- ASSIGNED TASK
The word "deploy" occurs in some of the lines below; copy each of those lines.

Stored items

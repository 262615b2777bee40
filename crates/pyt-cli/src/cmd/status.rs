use crate::output::{print_json, print_list};
use anyhow::Context;
use pyt_core::paths::TEMPLATE_REPO;
use pyt_core::runner::SystemRunner;
use pyt_core::status::gather;
use std::path::Path;

pub fn run(root: &Path, offline: bool, json: bool) -> anyhow::Result<()> {
    let source = if offline {
        None
    } else {
        Some(super::template_source(TEMPLATE_REPO)?)
    };
    let report = gather(root, &SystemRunner, source.as_ref()).context("failed to gather status")?;

    if json {
        return print_json(&report);
    }

    let p = &report.project;
    println!("Project root: {}", report.root.display());
    println!(
        "Repository:   git={} pyproject={} settings={}",
        yes_no(report.context.has_git),
        yes_no(report.context.has_pyproject),
        yes_no(report.context.has_settings)
    );
    println!();
    println!("Project:      {}", or_unset(&p.project_name));
    println!("Package:      {}", or_unset(&p.package_name));
    println!("PyPI name:    {}", or_unset(&p.pypi_name));
    println!("Author:       {} <{}>", or_unset(&p.author_name), or_unset(&p.author_email));
    println!("GitHub:       {}/{}", or_unset(&p.github_user), or_unset(&p.github_repo));
    println!("Configured:   {}", yes_no(report.configured));
    print_list("Placeholder values", &report.placeholders);
    println!();

    match &report.template {
        Some(t) if t.is_synced() => println!("Template sync: {} ({})", t.commit, t.commit_date),
        _ => println!("Template sync: never"),
    }
    if let Some(latest) = &report.latest {
        println!("Template head: {} ({})", latest.sha, latest.date);
    } else if offline {
        println!("Template head: unknown (offline)");
    }

    if !report.warnings.is_empty() {
        println!();
        println!("Warnings:");
        for w in &report.warnings {
            if w.suggestion.is_empty() {
                println!("  - {}", w.message);
            } else {
                println!("  - {} ({})", w.message, w.suggestion);
            }
        }
    }

    println!();
    match report.recommendation {
        Some(r) => println!("Next: {} -> `{}`", r.message(), r.command()),
        None => println!("Next: nothing to do, project is up to date."),
    }
    Ok(())
}

fn yes_no(b: bool) -> &'static str {
    if b {
        "yes"
    } else {
        "no"
    }
}

fn or_unset(s: &str) -> &str {
    if s.is_empty() {
        "(unset)"
    } else {
        s
    }
}
impl Configurator {
    /// A configurator with no targets; add them with the builder methods.
    pub fn new(root: impl Into<PathBuf>, tokens: TokenMap) -> Self {
        Self {
            root: root.into(),
            tokens,
            targets: Vec::new(),
            globs: Vec::new(),
            test_imports: None,
            remove: Vec::new(),
            rename_to: None,
            missing: MissingPolicy::default(),
        }
    }

    /// The full template setup for `package_name`: default targets, source
    /// and docs globs, test imports, package directory rename.
    pub fn for_template(root: impl Into<PathBuf>, tokens: TokenMap, package_name: &str) -> Self {
        Self::new(root, tokens)
            .targets(DEFAULT_TARGETS.iter().copied())
            .target_globs(DEFAULT_TARGET_GLOBS.iter().copied())
            .rewrite_test_imports(package_name)
            .remove_dir(TEMPLATE_TOOL_TESTS)
            .rename_package_dir(package_name)
    }

    pub fn targets<I, S>(mut self, targets: I) -> Self
    where
        I: IntoIterator<Item = S>,
        S: Into<String>,
    {
        self.targets.extend(targets.into_iter().map(Into::into));
        self
    }

    /// Glob patterns relative to the root. A pattern matching nothing is fine.
    pub fn target_globs<I, S>(mut self, globs: I) -> Self
    where
        I: IntoIterator<Item = S>,
        S: Into<String>,
    {
        self.globs.extend(globs.into_iter().map(Into::into));
        self
    }

    /// Rewrite `from package_name` / `import package_name` under `tests/`.
    pub fn rewrite_test_imports(mut self, package_name: &str) -> Self {
        self.test_imports = Some(package_name.to_string());
        self
    }

    pub fn remove_dir(mut self, rel: &str) -> Self {
        self.remove.push(rel.to_string());
        self
    }

    /// Rename `src/package_name` to `src/<package_name>` after substitution.
    pub fn rename_package_dir(mut self, package_name: &str) -> Self {
        self.rename_to = Some(package_name.to_string());
        self
    }

    pub fn missing_policy(mut self, policy: MissingPolicy) -> Self {
        self.missing = policy;
        self
    }

    pub fn run(&self, dry_run: bool) -> Result<ConfigureReport> {
        let mut report = ConfigureReport {
            dry_run,
            ..Default::default()
        };

        let files = self.resolve_targets(&mut report)?;
        for rel in &files {
            self.rewrite(rel, dry_run, &mut report, |content| self.tokens.apply(content))?;
        }

        if let Some(package) = &self.test_imports {
            for rel in self.expand_glob(&format!("{TEST_DIR}/**/*.py"))? {
                if files.contains(&rel) || self.is_removed(&rel) {
                    continue;
                }
                self.rewrite(&rel, dry_run, &mut report, |content| {
                    rewrite_imports(content, package)
                })?;
            }
        }

        for rel in &self.remove {
            let path = self.root.join(rel);
            if path.is_dir() {
                if !dry_run {
                    std::fs::remove_dir_all(&path)?;
                }
                tracing::info!(dir = %rel, "removed template-only directory");
                report.removed.push(rel.clone());
            }
        }

        if let Some(package) = &self.rename_to {
            report.renamed = self.rename(package, dry_run)?;
        }

        Ok(report)
    }

    fn resolve_targets(&self, report: &mut ConfigureReport) -> Result<BTreeSet<String>> {
        let mut files = BTreeSet::new();
        let mut missing = Vec::new();
        for rel in &self.targets {
            if self.root.join(rel).is_file() {
                files.insert(rel.clone());
            } else {
                missing.push(rel.clone());
            }
        }

        if !missing.is_empty() {
            match self.missing {
                MissingPolicy::Abort => {
                    return Err(PytError::TargetNotFound(self.root.join(&missing[0])));
                }
                MissingPolicy::Skip => {
                    for rel in &missing {
                        tracing::warn!(file = %rel, "target not found, skipping");
                    }
                    report.skipped_missing = missing;
                }
            }
        }

        for pattern in &self.globs {
            files.extend(
                self.expand_glob(pattern)?
                    .into_iter()
                    .filter(|rel| !self.is_removed(rel)),
            );
        }
        Ok(files)
    }

    fn expand_glob(&self, pattern: &str) -> Result<BTreeSet<String>> {
        let compiled = Pattern::new(pattern).map_err(|e| {
            PytError::Config(format!("invalid target pattern '{pattern}': {}", e.msg))
        })?;
        let opts = MatchOptions {
            require_literal_separator: true,
            ..MatchOptions::new()
        };
        let skip = SkipPatterns::defaults();

        let mut found = BTreeSet::new();
        if !self.root.is_dir() {
            return Ok(found);
        }
        let walker = WalkDir::new(&self.root)
            .follow_links(false)
            .into_iter()
            .filter_entry(|e| {
                e.path()
                    .strip_prefix(&self.root)
                    .map(|rel| rel.as_os_str().is_empty() || !skip.is_skipped(&to_slash(rel)))
                    .unwrap_or(true)
            });
        for entry in walker {
            let entry = entry.map_err(std::io::Error::from)?;
            if !entry.file_type().is_file() {
                continue;
            }
            let Ok(rel) = entry.path().strip_prefix(&self.root) else {
                continue;
            };
            let rel = to_slash(rel);
            if compiled.matches_with(&rel, opts) {
                found.insert(rel);
            }
        }
        Ok(found)
    }

    fn is_removed(&self, rel: &str) -> bool {
        self.remove
            .iter()
            .any(|dir| rel.strip_prefix(dir.as_str()).is_some_and(|r| r.starts_with('/')))
    }

    fn rewrite<F>(&self, rel: &str, dry_run: bool, report: &mut ConfigureReport, edit: F) -> Result<()>
    where
        F: Fn(&str) -> String,
    {
        let path = self.root.join(rel);
        let bytes = std::fs::read(&path)?;
        let Ok(content) = String::from_utf8(bytes) else {
            tracing::debug!(file = %rel, "not UTF-8, skipping");
            report.skipped_binary.push(rel.to_string());
            return Ok(());
        };

        let updated = edit(&content);
        if updated == content {
            report.unchanged.push(rel.to_string());
            return Ok(());
        }
        if !dry_run {
            atomic_write(&path, updated.as_bytes())?;
        }
        tracing::debug!(file = %rel, "updated placeholders");
        report.updated.push(rel.to_string());
        Ok(())
    }

    fn rename(&self, package: &str, dry_run: bool) -> Result<Option<(String, String)>> {
        let from = self.root.join(PACKAGE_SOURCE_DIR);
        let to_rel = format!("src/{package}");
        if package == PLACEHOLDER_PACKAGE || !from.is_dir() {
            return Ok(None);
        }
        let to = self.root.join(&to_rel);
        if to.exists() {
            return Err(PytError::Config(format!(
                "cannot rename {PACKAGE_SOURCE_DIR}: {to_rel} already exists"
            )));
        }
        if !dry_run {
            move_path(&from, &to)?;
        }
        tracing::info!(from = PACKAGE_SOURCE_DIR, to = %to_rel, "renamed package directory");
        Ok(Some((PACKAGE_SOURCE_DIR.to_string(), to_rel)))
    }
}

fn rewrite_imports(content: &str, package: &str) -> String {
    content
        .replace(
            &format!("from {PLACEHOLDER_PACKAGE}"),
            &format!("from {package}"),
        )
        .replace(
            &format!("import {PLACEHOLDER_PACKAGE}"),
            &format!("import {package}"),
        )
}
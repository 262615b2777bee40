use pyt_core::hook::{block_message, evaluate, Decision, HookInput, RuleSet};
use pyt_core::runner::{current_branch, SystemRunner};
use std::io::Read;

pub const EXIT_ALLOW: i32 = 0;
pub const EXIT_INVALID: i32 = 1;
pub const EXIT_BLOCK: i32 = 2;

/// Read one PreToolUse payload from stdin and return the process exit code.
pub fn run() -> i32 {
    let mut raw = String::new();
    if let Err(e) = std::io::stdin().read_to_string(&mut raw) {
        eprintln!("Failed to read hook input: {e}");
        return EXIT_INVALID;
    }

    let rules = RuleSet::default();
    let branch = || {
        let cwd = std::env::current_dir().ok()?;
        current_branch(&SystemRunner, &cwd)
    };

    match evaluate(&raw, &rules, branch) {
        Ok(Decision::Allow) => EXIT_ALLOW,
        Ok(Decision::Block { rule, reason }) => {
            let command = HookInput::parse(&raw)
                .map(|i| i.tool_input.command)
                .unwrap_or_default();
            tracing::debug!(rule = %rule, "blocked command");
            eprintln!("{}", block_message(&command, &reason));
            EXIT_BLOCK
        }
        Err(e) => {
            eprintln!("Invalid JSON input: {e}");
            EXIT_INVALID
        }
    }
}
//! Status lines for the terminal. Everything goes to stderr so stdout only
//! carries rendered tables and returned IDs.

use colored::Colorize;

/// Print a success message
pub fn success_message(message: &str) {
    eprintln!("{} {}", "✅".green(), message.green());
}

/// Print a warning message
pub fn warning_message(message: &str) {
    eprintln!("{} {}", "⚠️ ".yellow(), message.yellow());
}

/// Print an error message
pub fn error_message(message: &str) {
    eprintln!("{} {}", "Error:".bold().red(), message);
}
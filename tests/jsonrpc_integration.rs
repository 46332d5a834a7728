//! JSON-RPC client against a local mock API server.
//!
//! The client is blocking, so every call runs on the blocking pool while the
//! mock server keeps serving on the async runtime.

use metalcloud::{
    ApiError, ClientSettings, IdOrLabel, InstanceArrayOperation, JsonRpcClient, MetalCloudClient,
    OsAsset,
};
use metalcloud_tests::{API_KEY, USER, rpc_error, rpc_result, settings};
use serde_json::json;
use wiremock::{
    Mock, MockServer, ResponseTemplate,
    matchers::{body_partial_json, header, method, path},
};

async fn with_client<T, F>(settings: ClientSettings, call: F) -> T
where
    F: FnOnce(&JsonRpcClient) -> T + Send + 'static,
    T: Send + 'static,
{
    tokio::task::spawn_blocking(move || {
        let client = JsonRpcClient::new(settings).expect("client builds");
        call(&client)
    })
    .await
    .expect("blocking task completes")
}

#[tokio::test(flavor = "multi_thread")]
async fn test_collection_keyed_by_label_decodes() {
    let server = MockServer::start().await;
    Mock::given(method("POST"))
        .and(path("/api"))
        .and(header("authorization", format!("Bearer {}", API_KEY).as_str()))
        .and(body_partial_json(json!({
            "jsonrpc": "2.0",
            "method": "secrets",
            "params": [USER, null]
        })))
        .respond_with(rpc_result(json!({
            "deploy-key": {"secret_id": 10, "secret_name": "deploy-key", "secret_usage": "ssh"},
            "db": {"secret_id": 11, "secret_name": "db"}
        })))
        .expect(1)
        .mount(&server)
        .await;

    let secrets = with_client(settings(&server.uri()), |client| client.secrets(None))
        .await
        .unwrap();

    assert_eq!(secrets.len(), 2);
    let names: Vec<&str> = secrets.iter().map(|s| s.secret_name.as_str()).collect();
    assert!(names.contains(&"deploy-key"));
    assert!(names.contains(&"db"));
}

#[tokio::test(flavor = "multi_thread")]
async fn test_collection_as_array_and_null() {
    let server = MockServer::start().await;
    Mock::given(method("POST"))
        .and(body_partial_json(json!({"method": "os_assets"})))
        .respond_with(rpc_result(json!([
            {"os_asset_id": 1, "os_asset_filename": "grub.efi"},
            {"os_asset_id": 2, "os_asset_filename": "pxe.ipxe"}
        ])))
        .mount(&server)
        .await;
    Mock::given(method("POST"))
        .and(body_partial_json(json!({"method": "os_templates"})))
        .respond_with(rpc_result(json!(null)))
        .mount(&server)
        .await;

    let (assets, templates) = with_client(settings(&server.uri()), |client| {
        (client.os_assets(), client.os_templates())
    })
    .await;

    let assets = assets.unwrap();
    assert_eq!(assets.len(), 2);
    assert_eq!(assets[1].os_asset_filename, "pxe.ipxe");
    assert!(templates.unwrap().is_empty());
}

#[tokio::test(flavor = "multi_thread")]
async fn test_numeric_user_is_sent_as_number() {
    let server = MockServer::start().await;
    Mock::given(method("POST"))
        .and(body_partial_json(json!({"method": "os_templates", "params": [42]})))
        .respond_with(rpc_result(json!([])))
        .expect(1)
        .mount(&server)
        .await;

    let mut numeric = settings(&server.uri());
    numeric.user = "42".to_string();
    let templates = with_client(numeric, |client| client.os_templates())
        .await
        .unwrap();
    assert!(templates.is_empty());
}

#[tokio::test(flavor = "multi_thread")]
async fn test_label_reference_is_sent_as_string() {
    let server = MockServer::start().await;
    Mock::given(method("POST"))
        .and(body_partial_json(json!({
            "method": "infrastructure_get",
            "params": ["demo"]
        })))
        .respond_with(rpc_result(json!({
            "infrastructure_id": 100,
            "infrastructure_label": "demo"
        })))
        .expect(1)
        .mount(&server)
        .await;

    let infrastructure = with_client(settings(&server.uri()), |client| {
        client.infrastructure_get(&IdOrLabel::parse("demo"))
    })
    .await
    .unwrap();
    assert_eq!(infrastructure.infrastructure_id, 100);
}

#[tokio::test(flavor = "multi_thread")]
async fn test_instance_array_edit_sends_six_params() {
    let server = MockServer::start().await;
    Mock::given(method("POST"))
        .and(body_partial_json(json!({
            "method": "instance_array_edit",
            "params": [
                12,
                {"instance_array_label": "web", "instance_array_instance_count": 4},
                true,
                null,
                null,
                null
            ]
        })))
        .respond_with(rpc_result(json!({"instance_array_id": 12})))
        .expect(1)
        .mount(&server)
        .await;

    let operation = InstanceArrayOperation {
        instance_array_id: 12,
        instance_array_label: "web".to_string(),
        instance_array_instance_count: 4,
        ..Default::default()
    };
    let edited = with_client(settings(&server.uri()), move |client| {
        client.instance_array_edit(12, &operation, Some(true), None)
    })
    .await
    .unwrap();
    assert_eq!(edited.instance_array_id, 12);
}

#[tokio::test(flavor = "multi_thread")]
async fn test_create_sends_user_then_record() {
    let server = MockServer::start().await;
    Mock::given(method("POST"))
        .and(body_partial_json(json!({
            "method": "os_asset_create",
            "params": [USER, {"os_asset_filename": "boot.ipxe", "os_asset_contents_base64": "IyFpcHhl"}]
        })))
        .respond_with(rpc_result(json!({"os_asset_id": 77, "os_asset_filename": "boot.ipxe"})))
        .expect(1)
        .mount(&server)
        .await;

    let asset = OsAsset {
        os_asset_filename: "boot.ipxe".to_string(),
        os_asset_contents_base64: Some("IyFpcHhl".to_string()),
        ..Default::default()
    };
    let created = with_client(settings(&server.uri()), move |client| {
        client.os_asset_create(&asset)
    })
    .await
    .unwrap();
    assert_eq!(created.os_asset_id, 77);
}

#[tokio::test(flavor = "multi_thread")]
async fn test_remote_error_is_reported_verbatim() {
    let server = MockServer::start().await;
    Mock::given(method("POST"))
        .respond_with(rpc_error(-32000, "Secret 99 does not exist."))
        .mount(&server)
        .await;

    let err = with_client(settings(&server.uri()), |client| client.secret_delete(99))
        .await
        .unwrap_err();

    match &err {
        ApiError::Remote {
            method: called,
            code,
            message,
        } => {
            assert_eq!(called, "secret_delete");
            assert_eq!(*code, -32000);
            assert_eq!(message, "Secret 99 does not exist.");
        }
        other => panic!("unexpected error: {other:?}"),
    }
    assert_eq!(err.user_message(), "Secret 99 does not exist.");
}

#[tokio::test(flavor = "multi_thread")]
async fn test_http_failure_without_rpc_body() {
    let server = MockServer::start().await;
    Mock::given(method("POST"))
        .respond_with(ResponseTemplate::new(502).set_body_string("Bad Gateway"))
        .mount(&server)
        .await;

    let err = with_client(settings(&server.uri()), |client| client.user_get(1))
        .await
        .unwrap_err();
    assert!(matches!(err, ApiError::Status { status: 502, .. }));
}

#[tokio::test(flavor = "multi_thread")]
async fn test_unexpected_result_shape_is_decode_error() {
    let server = MockServer::start().await;
    Mock::given(method("POST"))
        .respond_with(rpc_result(json!("not a user")))
        .mount(&server)
        .await;

    let err = with_client(settings(&server.uri()), |client| {
        client.user_get_by_email(USER)
    })
    .await
    .unwrap_err();
    assert!(matches!(err, ApiError::Decode { .. }));
}

#[tokio::test(flavor = "multi_thread")]
async fn test_unreachable_endpoint_is_http_error() {
    let err = with_client(settings("http://127.0.0.1:1"), |client| client.os_asset_delete(1))
        .await
        .unwrap_err();
    assert!(matches!(err, ApiError::Http(_)));
}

- TASK SOLUTION
            "deploy-key": {"secret_id": 10, "secret_name": "deploy-key", "secret_usage": "ssh"},
    assert!(names.contains(&"deploy-key"));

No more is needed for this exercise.